Tools to make setting a budget for Google Ads easier
Now let’s get to some of the tools that will make all of this a little bit easier on you. Google’s new Budget Planner forecasting tool gives you insights into how changing your spend could impact campaign performance, and we have to warn you, it’s quite addicting to play around with.
In your Tools menu, you’ll see a Budget Planner option.
From there, you’ll be taken through a tutorial. Depending on what your goals are, you can create plans based on clicks or conversions (we suggest conversions since that will better help you prove your influence on ROI), and the option to choose a target:
If you are working with a target, you can input your own numbers or ta-da choose “previous period” or “same time last year.”
Then, Google will generate a draft budget plan. You can move the spend curve based on different goals to see how more or less money could affect your numbers. But, be aware that Google drafts the budget plan using your past data, so if your campaigns don’t have enough history, the tool won’t work.
Google’s Budget Planner forecasting tool won’t spit out the magic number that tells you how much budget you should start with, but this combined with the other strategies we share here will help you determine the right amount.

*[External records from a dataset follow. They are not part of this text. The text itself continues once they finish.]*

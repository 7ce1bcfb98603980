//! Server configuration and command line.

use clap::Parser;
use std::time::Duration;

/// Room name used when the handshake path names none.
pub const DEFAULT_ROOM: &str = "default";

/// Longest accepted room id, in bytes.
pub const MAX_ROOM_ID_LEN: usize = 256;

/// Server configuration.
#[derive(Debug, Clone, PartialEq)]
pub struct ServerConfig {
    /// Address to bind to (`host:port`)
    pub bind_addr: String,
    /// Delay between a room's last leave and its teardown
    pub grace_period: Duration,
    /// Broadcast channel capacity per room
    pub broadcast_capacity: usize,
    /// Maximum live connections per room, `None` for no limit
    pub max_peers_per_room: Option<usize>,
    /// Room used when the handshake path is empty
    pub default_room: String,
    /// Interval of the periodic status report, `None` disables it
    pub status_interval: Option<Duration>,
}

impl Default for ServerConfig {
    fn default() -> Self {
        Self {
            bind_addr: "localhost:8080".to_string(),
            grace_period: Duration::from_millis(5000),
            broadcast_capacity: 256,
            max_peers_per_room: None,
            default_room: DEFAULT_ROOM.to_string(),
            status_interval: Some(Duration::from_secs(5 * 60)),
        }
    }
}

impl ServerConfig {
    /// Default configuration bound to `addr`.
    pub fn with_bind_addr(addr: impl Into<String>) -> Self {
        Self {
            bind_addr: addr.into(),
            ..Self::default()
        }
    }
}

/// Command line of the `collab-server` binary. Every flag falls back to an
/// environment variable.
#[derive(Parser, Debug, Clone, PartialEq)]
#[command(name = "collab-server")]
#[command(about = "Real-time collaborative editing server", long_about = None)]
pub struct Args {
    /// Interface to listen on
    #[arg(long, env = "HOST", default_value = "localhost")]
    pub host: String,

    /// Port to listen on
    #[arg(long, env = "PORT", default_value_t = 8080)]
    pub port: u16,

    /// Milliseconds an empty room is kept before teardown
    #[arg(long, env = "COLLAB_GRACE_MS", default_value_t = 5000)]
    pub grace_ms: u64,

    /// Frames buffered per connection before it starts lagging
    #[arg(long, env = "COLLAB_BROADCAST_CAPACITY", default_value_t = 256)]
    pub broadcast_capacity: usize,

    /// Seconds between status reports, 0 disables them
    #[arg(long, env = "COLLAB_STATUS_INTERVAL_SECS", default_value_t = 300)]
    pub status_interval_secs: u64,

    /// Maximum connections per room (unlimited if unset)
    #[arg(long, env = "COLLAB_MAX_PEERS_PER_ROOM")]
    pub max_peers_per_room: Option<usize>,

    /// Room used when a client connects to `/`
    #[arg(long, env = "COLLAB_DEFAULT_ROOM", default_value = DEFAULT_ROOM)]
    pub default_room: String,
}

impl Args {
    pub fn into_config(self) -> ServerConfig {
        ServerConfig {
            bind_addr: format!("{}:{}", self.host, self.port),
            grace_period: Duration::from_millis(self.grace_ms),
            broadcast_capacity: self.broadcast_capacity,
            max_peers_per_room: self.max_peers_per_room,
            default_room: self.default_room,
            status_interval: (self.status_interval_secs > 0)
                .then(|| Duration::from_secs(self.status_interval_secs)),
        }
    }
}
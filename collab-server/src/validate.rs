//! Structural check of untrusted Yrs v1 payloads.
//!
//! The yrs decoder trusts its input: counts read off the wire size
//! allocations before a single element is read, strings are taken as UTF-8
//! without checking, and nested `Any` values recurse without a bound. Every
//! payload coming from a peer is walked here first, with each count held
//! against the bytes that are left, so none of that is reachable.
//!
//! The walk accepts exactly the layout yrs writes:
//!
//! ```text
//! update       = var(clients) { var(blocks) var(client) var(clock) block* }  delete_set
//! block        = 0 var(len)                       GC
//!              | 10 var(len)                      skip
//!              | info [origin] [right] [parent [parent_sub]] content
//! delete_set   = var(clients) { var(client) var(ranges) { var(clock) var(len) }* }
//! state_vector = var(len) { var(client) var(clock) }*
//! ```
//!
//! Trailing bytes after the delete set are ignored, as yrs does.

/// Deepest `Any` nesting accepted.
pub const MAX_ANY_DEPTH: usize = 64;

const HAS_ORIGIN: u8 = 0b1000_0000;
const HAS_RIGHT_ORIGIN: u8 = 0b0100_0000;
const HAS_PARENT_SUB: u8 = 0b0010_0000;
const CONTENT_MASK: u8 = 0b0000_1111;

const BLOCK_GC: u8 = 0;
const BLOCK_SKIP: u8 = 10;

const CONTENT_DELETED: u8 = 1;
const CONTENT_JSON: u8 = 2;
const CONTENT_BINARY: u8 = 3;
const CONTENT_STRING: u8 = 4;
const CONTENT_EMBED: u8 = 5;
const CONTENT_FORMAT: u8 = 6;
const CONTENT_TYPE: u8 = 7;
const CONTENT_ANY: u8 = 8;
const CONTENT_DOC: u8 = 9;
const CONTENT_MOVE: u8 = 11;

const TYPE_ARRAY: u8 = 0;
const TYPE_MAP: u8 = 1;
const TYPE_TEXT: u8 = 2;
const TYPE_XML_ELEMENT: u8 = 3;
const TYPE_XML_FRAGMENT: u8 = 4;
const TYPE_XML_HOOK: u8 = 5;
const TYPE_XML_TEXT: u8 = 6;
const TYPE_DOC: u8 = 9;
const TYPE_UNDEFINED: u8 = 15;

/// Why a payload was refused.
#[derive(Debug, Clone, PartialEq, Eq, thiserror::Error)]
pub enum ScanError {
    #[error("Payload ends early (needed {expected} bytes, have {actual})")]
    InsufficientData { expected: usize, actual: usize },
    #[error("Invalid variable-length integer at byte {0}")]
    InvalidVarInt(usize),
    #[error("Count {count} at byte {at} exceeds the {remaining} bytes left")]
    CountTooLarge { count: u64, at: usize, remaining: usize },
    #[error("String at byte {0} is not valid UTF-8")]
    InvalidUtf8(usize),
    #[error("Unknown {kind} tag {tag} at byte {at}")]
    UnknownTag { kind: &'static str, tag: u8, at: usize },
    #[error("Values nested deeper than {} levels", MAX_ANY_DEPTH)]
    TooDeep,
    #[error("Clock range overflows at byte {0}")]
    ClockOverflow(usize),
}

/// Check that `update` is a well-formed Yrs v1 update.
pub fn check_update_v1(update: &[u8]) -> Result<(), ScanError> {
    let mut cur = Cursor::new(update);

    // Each client header is at least three varints.
    let clients = cur.count_u32(3)?;
    for _ in 0..clients {
        let blocks = cur.count_u32(1)?;
        cur.var_u32()?;
        let mut clock = cur.var_u32()?;
        for _ in 0..blocks {
            let at = cur.pos;
            let len = block(&mut cur)?;
            clock = clock.checked_add(len).ok_or(ScanError::ClockOverflow(at))?;
        }
    }
    delete_set(&mut cur)
}

/// Check that `state_vector` is a well-formed Yrs v1 state vector.
pub fn check_state_vector_v1(state_vector: &[u8]) -> Result<(), ScanError> {
    let mut cur = Cursor::new(state_vector);
    let len = cur.count_u32(2)?;
    for _ in 0..len {
        cur.skip_var()?;
        cur.var_u32()?;
    }
    Ok(())
}

/// Walk one block, returning the clock length it covers.
fn block(cur: &mut Cursor<'_>) -> Result<u32, ScanError> {
    let info = cur.u8()?;
    match info {
        BLOCK_GC | BLOCK_SKIP => cur.var_u32(),
        _ => {
            if info & HAS_ORIGIN != 0 {
                cur.skip_id()?;
            }
            if info & HAS_RIGHT_ORIGIN != 0 {
                cur.skip_id()?;
            }
            if info & (HAS_ORIGIN | HAS_RIGHT_ORIGIN) == 0 {
                // Parent: 1 is a named root type, anything else an item id.
                if cur.var_u32()? == 1 {
                    cur.string()?;
                } else {
                    cur.skip_id()?;
                }
                if info & HAS_PARENT_SUB != 0 {
                    cur.string()?;
                }
            }
            content(cur, info & CONTENT_MASK)
        }
    }
}

fn content(cur: &mut Cursor<'_>, kind: u8) -> Result<u32, ScanError> {
    let at = cur.pos;
    match kind {
        CONTENT_DELETED => cur.var_u32(),
        CONTENT_JSON => {
            // Stored as `len` followed by `len + 1` strings.
            let len = cur.count_u32(1)?;
            for _ in 0..=len {
                cur.string()?;
            }
            Ok((len as u32).saturating_add(1))
        }
        CONTENT_BINARY => {
            cur.buf()?;
            Ok(1)
        }
        CONTENT_STRING => {
            let text = cur.string()?;
            Ok(text.encode_utf16().count() as u32)
        }
        CONTENT_EMBED => {
            cur.string()?;
            Ok(1)
        }
        CONTENT_FORMAT => {
            cur.string()?;
            cur.string()?;
            Ok(1)
        }
        CONTENT_TYPE => {
            let tag_at = cur.pos;
            match cur.u8()? {
                TYPE_XML_ELEMENT => {
                    cur.string()?;
                }
                TYPE_ARRAY | TYPE_MAP | TYPE_TEXT | TYPE_XML_FRAGMENT | TYPE_XML_HOOK
                | TYPE_XML_TEXT | TYPE_DOC | TYPE_UNDEFINED => {}
                tag => {
                    return Err(ScanError::UnknownTag {
                        kind: "type",
                        tag,
                        at: tag_at,
                    })
                }
            }
            Ok(1)
        }
        CONTENT_ANY => {
            let len = cur.count_u32(1)?;
            for _ in 0..len {
                any(cur, 0)?;
            }
            Ok(len as u32)
        }
        CONTENT_DOC => {
            cur.string()?;
            any(cur, 0)?;
            Ok(1)
        }
        CONTENT_MOVE => {
            // The low bit of the flags marks a collapsed range (one id).
            let collapsed = cur.peek()? & 1 != 0;
            cur.skip_var()?;
            cur.skip_id()?;
            if !collapsed {
                cur.skip_id()?;
            }
            Ok(1)
        }
        tag => Err(ScanError::UnknownTag {
            kind: "content",
            tag,
            at,
        }),
    }
}

fn any(cur: &mut Cursor<'_>, depth: usize) -> Result<(), ScanError> {
    if depth > MAX_ANY_DEPTH {
        return Err(ScanError::TooDeep);
    }
    let at = cur.pos;
    match cur.u8()? {
        // undefined, null, false, true
        127 | 126 | 121 | 120 => {}
        125 => cur.skip_var()?,
        124 => {
            cur.take(4)?;
        }
        123 | 122 => {
            cur.take(8)?;
        }
        119 => {
            cur.string()?;
        }
        118 => {
            let len = cur.count_u64(2)?;
            for _ in 0..len {
                cur.string()?;
                any(cur, depth + 1)?;
            }
        }
        117 => {
            let len = cur.count_u64(1)?;
            for _ in 0..len {
                any(cur, depth + 1)?;
            }
        }
        116 => {
            cur.buf()?;
        }
        tag => {
            return Err(ScanError::UnknownTag {
                kind: "value",
                tag,
                at,
            })
        }
    }
    Ok(())
}

fn delete_set(cur: &mut Cursor<'_>) -> Result<(), ScanError> {
    let clients = cur.count_u32(2)?;
    for _ in 0..clients {
        cur.var_u32()?;
        let at = cur.pos;
        let ranges = match cur.var_u32()? {
            1 => 1,
            n => cur.check_count(n as u64, 2, at)?,
        };
        for _ in 0..ranges {
            let at = cur.pos;
            let clock = cur.var_u32()?;
            let len = cur.var_u32()?;
            clock.checked_add(len).ok_or(ScanError::ClockOverflow(at))?;
        }
    }
    Ok(())
}

/// Bounds-checked reader over a payload.
struct Cursor<'a> {
    buf: &'a [u8],
    pos: usize,
}

impl<'a> Cursor<'a> {
    fn new(buf: &'a [u8]) -> Self {
        Self { buf, pos: 0 }
    }

    fn remaining(&self) -> usize {
        self.buf.len() - self.pos
    }

    fn peek(&self) -> Result<u8, ScanError> {
        self.buf
            .get(self.pos)
            .copied()
            .ok_or(ScanError::InsufficientData {
                expected: self.pos + 1,
                actual: self.buf.len(),
            })
    }

    fn u8(&mut self) -> Result<u8, ScanError> {
        let byte = self.peek()?;
        self.pos += 1;
        Ok(byte)
    }

    fn take(&mut self, len: usize) -> Result<&'a [u8], ScanError> {
        if len > self.remaining() {
            return Err(ScanError::InsufficientData {
                expected: self.pos.saturating_add(len),
                actual: self.buf.len(),
            });
        }
        let slice = &self.buf[self.pos..self.pos + len];
        self.pos += len;
        Ok(slice)
    }

    /// Unsigned varint. Like the yrs reader, up to 11 bytes are accepted
    /// and the value wraps to 32 bits.
    fn var_u32(&mut self) -> Result<u32, ScanError> {
        let start = self.pos;
        let mut num = 0u32;
        let mut shift = 0u32;
        loop {
            let byte = self.u8()?;
            num |= u32::wrapping_shl((byte & 0x7f) as u32, shift);
            shift += 7;
            if byte < 0x80 {
                return Ok(num);
            }
            if shift > 70 {
                return Err(ScanError::InvalidVarInt(start));
            }
        }
    }

    fn var_u64(&mut self) -> Result<u64, ScanError> {
        let start = self.pos;
        let mut num = 0u64;
        let mut shift = 0u32;
        loop {
            let byte = self.u8()?;
            num |= u64::wrapping_shl((byte & 0x7f) as u64, shift);
            shift += 7;
            if byte < 0x80 {
                return Ok(num);
            }
            if shift > 70 {
                return Err(ScanError::InvalidVarInt(start));
            }
        }
    }

    /// Skip a signed or unsigned varint. Both stop at the first byte
    /// without the high bit and are at most 11 bytes long.
    fn skip_var(&mut self) -> Result<(), ScanError> {
        self.var_u64().map(|_| ())
    }

    fn skip_id(&mut self) -> Result<(), ScanError> {
        self.skip_var()?;
        self.skip_var()
    }

    /// A count of elements that each take at least `min_size` bytes.
    fn count_u32(&mut self, min_size: usize) -> Result<usize, ScanError> {
        let at = self.pos;
        let count = self.var_u32()?;
        self.check_count(count as u64, min_size, at)
    }

    fn count_u64(&mut self, min_size: usize) -> Result<usize, ScanError> {
        let at = self.pos;
        let count = self.var_u64()?;
        self.check_count(count, min_size, at)
    }

    fn check_count(&self, count: u64, min_size: usize, at: usize) -> Result<usize, ScanError> {
        let remaining = self.remaining();
        let needed = count.saturating_mul(min_size as u64);
        if needed > remaining as u64 {
            return Err(ScanError::CountTooLarge {
                count,
                at,
                remaining,
            });
        }
        Ok(count as usize)
    }

    fn buf(&mut self) -> Result<&'a [u8], ScanError> {
        let len = self.var_u32()? as usize;
        self.take(len)
    }

    fn string(&mut self) -> Result<&'a str, ScanError> {
        let at = self.pos;
        let bytes = self.buf()?;
        std::str::from_utf8(bytes).map_err(|_| ScanError::InvalidUtf8(at))
    }
}
//! Fan-out of encoded frames to the other connections of a room.
//!
//! Uses a tokio broadcast channel: one send reaches every subscriber, each
//! subscriber buffers up to `capacity` frames. A subscriber that falls behind
//! further than that lags and skips frames instead of blocking the room.
//!
//! Frames carry the id of the connection that produced them so a receiver
//! can skip its own frames without decoding them.

use parking_lot::RwLock;
use std::sync::atomic::{AtomicU64, Ordering};
use std::sync::Arc;
use tokio::sync::broadcast;
use uuid::Uuid;

use crate::presence::{PresenceState, PresenceTable};
use crate::protocol::{ProtocolError, SyncMessage};

/// One encoded frame plus the connection it came from.
#[derive(Debug, Clone)]
pub struct Envelope {
    pub origin: Uuid,
    pub frame: Arc<Vec<u8>>,
}

/// Statistics for monitoring broadcast health.
#[derive(Debug, Clone, Default, PartialEq, Eq)]
pub struct BroadcastStats {
    pub messages_sent: u64,
    pub messages_lagged: u64,
    pub active_peers: usize,
}

/// A broadcast group for a single room.
///
/// Also holds the presence of every connection attached to the room, since
/// presence lives exactly as long as the subscription.
pub struct BroadcastGroup {
    sender: broadcast::Sender<Envelope>,
    presence: RwLock<PresenceTable>,
    capacity: usize,
    messages_sent: AtomicU64,
    messages_lagged: AtomicU64,
}

impl BroadcastGroup {
    /// Create a new broadcast group with the given buffer capacity.
    pub fn new(capacity: usize) -> Self {
        let (sender, _) = broadcast::channel(capacity.max(1));
        Self {
            sender,
            presence: RwLock::new(PresenceTable::new()),
            capacity: capacity.max(1),
            messages_sent: AtomicU64::new(0),
            messages_lagged: AtomicU64::new(0),
        }
    }

    /// Attach a connection with its initial presence.
    ///
    /// Returns the receiver the connection consumes room traffic from.
    pub fn add_peer(&self, peer_id: Uuid, state: PresenceState) -> broadcast::Receiver<Envelope> {
        // Subscribe under the presence lock so a concurrent broadcast of the
        // newcomer's presence is not missed by peers reading the table.
        let mut presence = self.presence.write();
        presence.update(peer_id, state);
        self.sender.subscribe()
    }

    /// Detach a connection, dropping its presence.
    pub fn remove_peer(&self, peer_id: &Uuid) -> Option<PresenceState> {
        self.presence.write().remove(peer_id)
    }

    /// Replace a connection's presence record.
    pub fn set_presence(&self, peer_id: Uuid, state: PresenceState) -> Option<PresenceState> {
        self.presence.write().update(peer_id, state)
    }

    pub fn presence_of(&self, peer_id: &Uuid) -> Option<PresenceState> {
        self.presence.read().get(peer_id).cloned()
    }

    /// Presence of everyone in the room but `peer_id`.
    pub fn other_presence(&self, peer_id: &Uuid) -> Vec<(Uuid, PresenceState)> {
        self.presence.read().others(peer_id)
    }

    /// Encode once and fan out to every subscriber.
    ///
    /// The origin's own receiver gets the frame too; filtering is the
    /// receiver's job. Returns the number of receivers reached.
    pub fn broadcast(&self, origin: Uuid, msg: &SyncMessage) -> Result<usize, ProtocolError> {
        let frame = Arc::new(msg.encode()?);
        Ok(self.broadcast_raw(origin, frame))
    }

    /// Fan out an already encoded frame.
    pub fn broadcast_raw(&self, origin: Uuid, frame: Arc<Vec<u8>>) -> usize {
        let count = self.sender.send(Envelope { origin, frame }).unwrap_or(0);
        self.messages_sent.fetch_add(1, Ordering::Relaxed);
        count
    }

    /// Record that a receiver skipped `n` frames.
    pub fn record_lag(&self, n: u64) {
        self.messages_lagged.fetch_add(n, Ordering::Relaxed);
    }

    pub fn peer_count(&self) -> usize {
        self.presence.read().len()
    }

    pub fn has_peer(&self, peer_id: &Uuid) -> bool {
        self.presence.read().get(peer_id).is_some()
    }

    pub fn stats(&self) -> BroadcastStats {
        BroadcastStats {
            messages_sent: self.messages_sent.load(Ordering::Relaxed),
            messages_lagged: self.messages_lagged.load(Ordering::Relaxed),
            active_peers: self.peer_count(),
        }
    }

    pub fn capacity(&self) -> usize {
        self.capacity
    }
}
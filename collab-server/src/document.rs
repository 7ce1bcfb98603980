//! Replicated document of one room, backed by a Yrs `Doc`.
//!
//! This is an adapter, not a CRDT: merging is done by Yrs. The adapter adds
//! what the room layer needs on top of it:
//!
//! - validation before integration (an undecodable update never touches the doc)
//! - a version counter bumped on every successful apply
//! - an explicit observer list, invoked synchronously after each apply
//! - `reset`, used when a room's document has to be recreated
//!
//! All transactions go through one mutex, so observers see versions in order
//! and no transaction is ever held across an `.await`.
//!
//! Payloads from peers are checked by [`crate::validate`] before yrs decodes
//! them, and a panic inside yrs is turned into an error for the caller.

use parking_lot::Mutex;
use std::panic::{self, AssertUnwindSafe};
use std::sync::Arc;
use yrs::updates::decoder::Decode;
use yrs::updates::encoder::Encode;
use yrs::{Doc, GetString, ReadTxn, StateVector, Text, Transact, Update};

use crate::validate;

/// Name of the shared text edited by the clients.
pub const TEXT_NAME: &str = "codemirror";

/// Errors from the document adapter.
#[derive(Debug, Clone, PartialEq, thiserror::Error)]
pub enum DocumentError {
    /// Payload is not a valid Yrs v1 update; nothing was applied.
    #[error("Malformed update: {0}")]
    MalformedUpdate(String),
    /// Payload is not a valid Yrs v1 state vector.
    #[error("Malformed state vector: {0}")]
    MalformedStateVector(String),
    /// The update decoded but Yrs refused to integrate it.
    #[error("Update could not be integrated: {0}")]
    Integration(String),
}

impl From<yrs::encoding::read::Error> for DocumentError {
    fn from(e: yrs::encoding::read::Error) -> Self {
        DocumentError::MalformedUpdate(e.to_string())
    }
}

/// Handle returned by [`RoomDocument::observe`].
#[derive(Debug, Clone, Copy, PartialEq, Eq, Hash)]
pub struct ObserverId(u64);

/// What an observer is told after a successful apply.
#[derive(Debug, Clone, PartialEq)]
pub struct DocumentChange {
    /// Version reached by this apply.
    pub version: u64,
    /// Materialized text after the apply.
    pub content: String,
}

type Observer = Arc<dyn Fn(&DocumentChange) + Send + Sync>;

struct Inner {
    doc: Doc,
    version: u64,
}

/// Mergeable content of one room.
pub struct RoomDocument {
    inner: Mutex<Inner>,
    observers: Mutex<Vec<(ObserverId, Observer)>>,
    next_observer: Mutex<u64>,
}

impl Default for RoomDocument {
    fn default() -> Self {
        Self::new()
    }
}

impl RoomDocument {
    /// Create an empty document.
    pub fn new() -> Self {
        Self {
            inner: Mutex::new(Inner {
                doc: Self::empty_doc(),
                version: 0,
            }),
            observers: Mutex::new(Vec::new()),
            next_observer: Mutex::new(0),
        }
    }

    fn empty_doc() -> Doc {
        let doc = Doc::new();
        // Register the root type up front so reads never need a write txn.
        doc.get_or_insert_text(TEXT_NAME);
        doc
    }

    /// Merge a Yrs v1 update into the document.
    ///
    /// Re-applying an already integrated update is a no-op for the content.
    /// An undecodable payload is rejected before any transaction is opened.
    pub fn apply_update(&self, update: &[u8]) -> Result<u64, DocumentError> {
        validate::check_update_v1(update)
            .map_err(|e| DocumentError::MalformedUpdate(e.to_string()))?;
        let update = match panic::catch_unwind(|| Update::decode_v1(update)) {
            Ok(decoded) => decoded?,
            Err(payload) => return Err(DocumentError::MalformedUpdate(panic_message(payload))),
        };

        let (version, change) = {
            let mut inner = self.inner.lock();
            let applied = panic::catch_unwind(AssertUnwindSafe(|| {
                let mut txn = inner.doc.transact_mut();
                txn.apply_update(update)
            }));
            match applied {
                Ok(Ok(())) => {}
                Ok(Err(e)) => return Err(DocumentError::Integration(e.to_string())),
                Err(payload) => return Err(DocumentError::Integration(panic_message(payload))),
            }
            inner.version += 1;
            (inner.version, self.change(&inner))
        };
        self.notify(change);
        Ok(version)
    }

    /// Insert text at `index` as a locally originated edit.
    ///
    /// Returns the Yrs update describing the edit, ready to be sent to peers.
    pub fn insert_text(&self, index: u32, chunk: &str) -> Vec<u8> {
        let (update, change) = {
            let mut inner = self.inner.lock();
            let update = {
                let text = inner.doc.get_or_insert_text(TEXT_NAME);
                let mut txn = inner.doc.transact_mut();
                let len = text.len(&txn);
                text.insert(&mut txn, index.min(len), chunk);
                txn.encode_update_v1()
            };
            inner.version += 1;
            (update, self.change(&inner))
        };
        self.notify(change);
        update
    }

    /// Full state as a single update, for a peer that has nothing.
    pub fn encode_state_as_update(&self) -> Vec<u8> {
        let inner = self.inner.lock();
        let txn = inner.doc.transact();
        txn.encode_state_as_update_v1(&StateVector::default())
    }

    /// State vector, for diff negotiation.
    pub fn encode_state_vector(&self) -> Vec<u8> {
        let inner = self.inner.lock();
        let txn = inner.doc.transact();
        txn.state_vector().encode_v1()
    }

    /// Everything the holder of `state_vector` is missing.
    pub fn encode_diff(&self, state_vector: &[u8]) -> Result<Vec<u8>, DocumentError> {
        validate::check_state_vector_v1(state_vector)
            .map_err(|e| DocumentError::MalformedStateVector(e.to_string()))?;
        let remote = StateVector::decode_v1(state_vector)
            .map_err(|e| DocumentError::MalformedStateVector(e.to_string()))?;
        let inner = self.inner.lock();
        let txn = inner.doc.transact();
        Ok(txn.encode_diff_v1(&remote))
    }

    /// Register a change observer. It runs synchronously after every
    /// successful apply, on the applying task.
    pub fn observe<F>(&self, callback: F) -> ObserverId
    where
        F: Fn(&DocumentChange) + Send + Sync + 'static,
    {
        let id = {
            let mut next = self.next_observer.lock();
            *next += 1;
            ObserverId(*next)
        };
        self.observers.lock().push((id, Arc::new(callback)));
        id
    }

    /// Deregister an observer. Returns false if it was not registered.
    pub fn unobserve(&self, id: ObserverId) -> bool {
        let mut observers = self.observers.lock();
        let before = observers.len();
        observers.retain(|(oid, _)| *oid != id);
        observers.len() != before
    }

    /// Drop every observer (document disposal).
    pub fn clear_observers(&self) {
        self.observers.lock().clear();
    }

    pub fn observer_count(&self) -> usize {
        self.observers.lock().len()
    }

    /// Number of successful applies so far.
    pub fn version(&self) -> u64 {
        self.inner.lock().version
    }

    /// Materialized text of the document.
    pub fn content(&self) -> String {
        Self::read_text(&self.inner.lock().doc)
    }

    /// Replace the content with an empty document.
    ///
    /// Every edit made so far is lost. Peers still holding the old state
    /// keep it locally; it is not re-integrated unless they send it again.
    pub fn reset(&self) {
        let mut inner = self.inner.lock();
        inner.doc = Self::empty_doc();
        inner.version += 1;
    }

    fn read_text(doc: &Doc) -> String {
        let txn = doc.transact();
        txn.get_text(TEXT_NAME)
            .map(|text| text.get_string(&txn))
            .unwrap_or_default()
    }

    /// The change to report, materialized only when someone is listening.
    fn change(&self, inner: &Inner) -> Option<DocumentChange> {
        if self.observers.lock().is_empty() {
            return None;
        }
        Some(DocumentChange {
            version: inner.version,
            content: Self::read_text(&inner.doc),
        })
    }

    fn notify(&self, change: Option<DocumentChange>) {
        let Some(change) = change else { return };
        // Clone out of the lock so an observer may register or deregister.
        let observers: Vec<Observer> = self
            .observers
            .lock()
            .iter()
            .map(|(_, cb)| cb.clone())
            .collect();
        for observer in observers {
            observer(&change);
        }
    }
}

fn panic_message(payload: Box<dyn std::any::Any + Send>) -> String {
    if let Some(s) = payload.downcast_ref::<&str>() {
        format!("yrs panicked: {s}")
    } else if let Some(s) = payload.downcast_ref::<String>() {
        format!("yrs panicked: {s}")
    } else {
        "yrs panicked".to_string()
    }
}

impl std::fmt::Display for RoomDocument {
    fn fmt(&self, f: &mut std::fmt::Formatter<'_>) -> std::fmt::Result {
        f.write_str(&self.content())
    }
}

How much do Google Ads cost?
Figuring out how much Google Ads cost is a little like going to the car lot to buy a new car. You ask yourself questions like: How much is the car really worth? What have other people paid for the car? How could I possibly get this car for less than other people have paid or less than I’m actually willing to pay? No one skips onto the car lot eagerly anticipating the process, and it’s the same thing for marketers who are trying to determine how much to pay for the Google Ads. There’s no price sheet for Google Ads since there are so many fluctuating factors that go into determining their market price. This is where your benchmarks come in. Our benchmark reports reveal data for millions of clicks and impressions across industries, so you can get a good idea of what other marketers are actually spending on CPC, CPM, and CTR. That’s essentially how much Google Ads cost — basically, what other people are willing to pay for them.
Again, do your research. You’d be surprised how many agencies and companies are willing to divulge secrets. Keep a spreadsheet of all the data you come across, and use those numbers to set your own KPIs.
Below, check out WordStream’s fabulous roundup of Google AdWords benchmarks by industry.
Setting a Google Ads budget in your Google Ads account
Now that you’re feeling good about your math and you’re ready to match budget to campaign, it’s time to log into your Google Ads account and get started. Here’s the step by step on how to do just that:
- Sign in to your Google Ads account.
- Navigate to Campaigns and click the campaign you'd like to edit.
- At the top right, click the pencil icon .
- Enter a new avg. daily budget.
- Click Save.
How to optimize your Google Ads budget
Pull reports as often as possible
AdStage Report can do that for you automatically. Use it to automate your regular reporting with web-based, PDF, or Excel reports that are refreshed and sent out on a daily, weekly, or monthly schedule. Even if you’re not making tweaks based on what you see in the report, you should always know what’s going on with your campaigns and accounts.
Shift budget to top performers
Once you see what is working (usually 30 days after a campaign is launched), shift your budget to top performers. For keywords, that means those that have the greatest chance of converting. Remember we’re no longer focused on top of funnel movements. We want to see action that is the closest to proving out ROAS.
Though it sometimes may not feel like, managing your Google Ads budget is manageable. Figure out what you’re working toward, how much you can and are willing to pay, and then monitor and tweak until you find your sweet spot. Don’t forget to come up with an easy way to streamline your data so you can calculate your own historical CPC, CPM, and CTR, too.